# Snapper Rapture



## The chumbucket (Jun 4, 2014)

On Thursday about 2:00 I couldn't stand it anymore, so I called my buddy Mike and talked him into making a late afternoon run to the "Snapper Rapture", my mangrove snapper hot spot about 25 miles offshore. We managed to get loaded up and on the water at 5:00 and anchored up on the spot by the time the sun was going down. 

The B-liner action was hot and we quickly got our limit as we waited for it to get completely dark with an almost full moon casting a soft light that would eventually turn on the mangrove snapper bite (we hoped). About an hour after the sun went down we started chumming and chunking, free lining cut bait in a cloud of chum and letting it go back and down with the current. 

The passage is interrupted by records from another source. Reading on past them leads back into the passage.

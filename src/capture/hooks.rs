//! Host callback surface
//!
//! The host proxy calls [`HookRegistry::dispatch`] once per completed
//! exchange, on its own callback thread. Hooks run in registration order; a
//! failing hook is logged and the rest still run, mirroring how proxy
//! frameworks treat a misbehaving addon.

use crate::models::Exchange;

/// A consumer of completed exchanges.
pub trait ExchangeHook: Send + Sync {
    /// Invoked once per completed request/response pair.
    fn on_exchange_complete(&self, exchange: &Exchange) -> anyhow::Result<()>;

    /// Short identifier used in error logs.
    fn name(&self) -> &str {
        "hook"
    }
}

/// Ordered set of hooks sharing one dispatch point.
#[derive(Default)]
pub struct HookRegistry {
    hooks: Vec<Box<dyn ExchangeHook>>,
}

impl HookRegistry {
    pub fn new() -> Self {
        Self::default()
    }

    pub fn register(&mut self, hook: Box<dyn ExchangeHook>) {
        tracing::debug!("Registered exchange hook '{}'", hook.name());
        self.hooks.push(hook);
    }

    pub fn is_empty(&self) -> bool {
        self.hooks.is_empty()
    }

    /// Deliver `exchange` to every hook in registration order.
    ///
    /// Returns the number of hooks that failed; failures do not stop
    /// delivery to later hooks.
    pub fn dispatch(&self, exchange: &Exchange) -> usize {
        let mut failures = 0;
        for hook in &self.hooks {
            if let Err(e) = hook.on_exchange_complete(exchange) {
                failures += 1;
                tracing::error!(
                    "Exchange hook '{}' failed for exchange {}: {:#}",
                    hook.name(),
                    exchange.id,
                    e
                );
            }
        }
        failures
    }
}
//! Standalone nonlinearities: softmax over the channel axis, ReLU.

use crate::arena::{ActivationsArena, WeightsArena};
use crate::error::Fault;
use crate::math;
use crate::tensor::Shape;
use super::{expect_activation, expect_shape, Layer, NodeIo};

#[derive(Debug, Clone, Copy, PartialEq, Eq)]
pub enum Nonlinearity {
    /// Normalized exponentials over the channels at each position.
    Softmax,
    Relu,
}

impl Layer for Nonlinearity {
    fn name(&self) -> &'static str {
        match self {
            Nonlinearity::Softmax => "softmax",
            Nonlinearity::Relu => "relu",
        }
    }

    fn output_shape(&self, input: &Shape) -> Result<Shape, Fault> {
        Ok(*input)
    }

    fn macc(&self, input: &Shape, _output: &Shape) -> u64 {
        input.element_count() as u64
    }

    fn validate(&self, io: &NodeIo<'_>) -> Result<(), Fault> {
        let input = io.input(0)?;
        expect_activation(input)?;
        let output = io.output()?;
        expect_activation(output)?;
        expect_shape(output, input.shape)
    }

    fn forward(
        &self,
        io: &NodeIo<'_>,
        _weights: &WeightsArena<'_>,
        activations: &mut ActivationsArena<'_>,
    ) -> Result<(), Fault> {
        self.validate(io)?;
        let input = io.input(0)?;
        let (src, [dst]) = activations.views(input.data_handle(), [io.output()?.data_handle()])?;
        match self {
            Nonlinearity::Softmax => math::softmax_f32(src, dst, input.shape.channels),
            Nonlinearity::Relu => {
                dst.copy_from_slice(src);
                math::relu_f32(dst);
                Ok(())
            }
        }
    }
}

Within a few minutes we boated several very nice mangrove snapper and even released several red snapper in the 15 to 20 lb range. By midnight we had all we needed and headed back to the barn. A great night on the water.


----------



## willie mckoy (Oct 20, 2010)

Wow nice haul you got there chumbucket!:thumbup:


----------



## Jason (Oct 2, 2007)

Yessir, fine day ya'll had!!! Congrats!


----------



## Catchemall (May 8, 2018)

Boy, those are magnum mangs!


----------



## Beachbum420 (Apr 19, 2018)

Mongo mangos!!


----------



## wrightackle (Oct 29, 2007)

Nothing like full moon fishing! Haven't done that in years but we used to wear them out like that back in the day. Put a light in the water and fish with live squid. Good to see someone still doing that. its about the only way to escape the triggerfish. From the looks of it you it didn't seem like you had too much of a problem with sharks.


----------



## Solace (Apr 23, 2009)

Awesome haul!


----------



## O-SEA-D (Jun 28, 2016)

Seems you got it figured out.


----------



## Ocean Master (May 20, 2008)

That’s how to do it..!!

It takes a lot of chum.


----------